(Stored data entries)
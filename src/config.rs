//! Configuration and CLI argument handling

use std::path::PathBuf;
use clap::{Args, Parser, Subcommand};

use crate::{
    blocking::SubdomainPolicy,
    error::Result,
    state::{PhaseDurations, StartRequest},
};

/// CLI argument parsing structure
#[derive(Parser)]
#[command(name = "focus-guard")]
#[command(about = "A focus timer that blocks distracting sites while you work")]
#[command(version)]
pub struct Config {
    #[command(subcommand)]
    pub mode: Mode,

    /// Directory holding the timer snapshot and the published rule file
    #[arg(long, global = true)]
    pub state_dir: Option<PathBuf>,

    /// Enable verbose logging
    #[arg(short, long, global = true)]
    pub verbose: bool,
}

#[derive(Subcommand)]
pub enum Mode {
    /// Run the timer authority daemon
    Serve(ServeArgs),
    /// Show the current timer state
    Status {
        /// Keep re-querying once per second
        #[arg(short, long)]
        follow: bool,
        #[command(flatten)]
        client: ClientArgs,
    },
    /// Start a work phase
    Start {
        /// Run a single session of this many seconds with no break phase
        #[arg(long)]
        duration_seconds: Option<u64>,
        #[command(flatten)]
        client: ClientArgs,
    },
    /// Stop the timer and reset it to the full duration
    Stop {
        #[command(flatten)]
        client: ClientArgs,
    },
    /// Switch between work and break immediately (debugging aid)
    Switch {
        #[command(flatten)]
        client: ClientArgs,
    },
    /// Report the current phase as finished
    Complete {
        #[command(flatten)]
        client: ClientArgs,
    },
}

/// Daemon options
#[derive(Args, Debug, Clone)]
pub struct ServeArgs {
    /// Port to bind the server to
    #[arg(short, long, default_value = "20554")]
    pub port: u16,

    /// Host address to bind to
    #[arg(long, default_value = "127.0.0.1")]
    pub host: String,

    /// Default work phase length in minutes
    #[arg(long, default_value = "25")]
    pub work_minutes: u64,

    /// Default break phase length in minutes; 0 disables the break phase
    #[arg(long, default_value = "5")]
    pub break_minutes: u64,

    /// File with one blocked domain per line (defaults to the built-in list)
    #[arg(long)]
    pub blocklist: Option<PathBuf>,

    /// Which subdomains of a blocked domain are blocked
    #[arg(long, value_enum, default_value_t = SubdomainPolicy::Any)]
    pub subdomains: SubdomainPolicy,

    /// Redirect blocked navigations to this daemon's block page instead of failing them
    #[arg(long)]
    pub redirect: bool,

    /// Keep the snapshot and rules in memory only
    #[arg(long)]
    pub ephemeral: bool,

    /// Log notifications instead of showing desktop notifications
    #[arg(long)]
    pub no_desktop_notifications: bool,
}

impl ServeArgs {
    /// Get the server address as a formatted string
    pub fn address(&self) -> String {
        format!("{}:{}", self.host, self.port)
    }

    pub fn defaults(&self) -> Result<PhaseDurations> {
        PhaseDurations::cyclic(self.work_minutes, Some(self.break_minutes))
    }

    /// Target for redirect rules
    pub fn block_page_url(&self) -> String {
        format!("http://{}/blocked", self.address())
    }
}

/// Control surface options
#[derive(Args, Debug, Clone)]
pub struct ClientArgs {
    /// Base URL of the timer authority
    #[arg(long, default_value = "http://127.0.0.1:20554")]
    pub authority: String,

    /// Work phase length in minutes
    #[arg(long, default_value = "25")]
    pub work_minutes: u64,

    /// Break phase length in minutes; 0 disables the break phase
    #[arg(long, default_value = "5")]
    pub break_minutes: u64,
}

impl ClientArgs {
    pub fn defaults(&self) -> Result<PhaseDurations> {
        PhaseDurations::cyclic(self.work_minutes, Some(self.break_minutes))
    }

    pub fn start_request(&self, duration_seconds: Option<u64>) -> StartRequest {
        match duration_seconds {
            Some(duration_seconds) => StartRequest::Session { duration_seconds },
            None => StartRequest::Cycle {
                work_duration_minutes: self.work_minutes,
                break_duration_minutes: Some(self.break_minutes),
            },
        }
    }
}

impl Config {
    /// Parse configuration from command line arguments
    pub fn parse() -> Self {
        Parser::parse()
    }

    /// Get the appropriate log level based on verbose flag
    pub fn log_level(&self) -> &'static str {
        if self.verbose { "debug" } else { "info" }
    }

    /// `--state-dir`, else `$XDG_STATE_HOME/focus-guard`, else `~/.local/state/focus-guard`
    pub fn state_dir(&self) -> PathBuf {
        if let Some(dir) = &self.state_dir {
            return dir.clone();
        }
        let base = std::env::var_os("XDG_STATE_HOME")
            .map(PathBuf::from)
            .or_else(|| std::env::var_os("HOME").map(|home| PathBuf::from(home).join(".local").join("state")))
            .unwrap_or_else(|| PathBuf::from("."));
        base.join("focus-guard")
    }
}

* WORK INSTRUCTIONS:
Filter the records above down to the lines that hold the string "join".

* TASK SOLUTION:
            .or_else(|| std::env::var_os("HOME").map(|home| PathBuf::from(home).join(".local").join("state")))
        base.join("focus-guard")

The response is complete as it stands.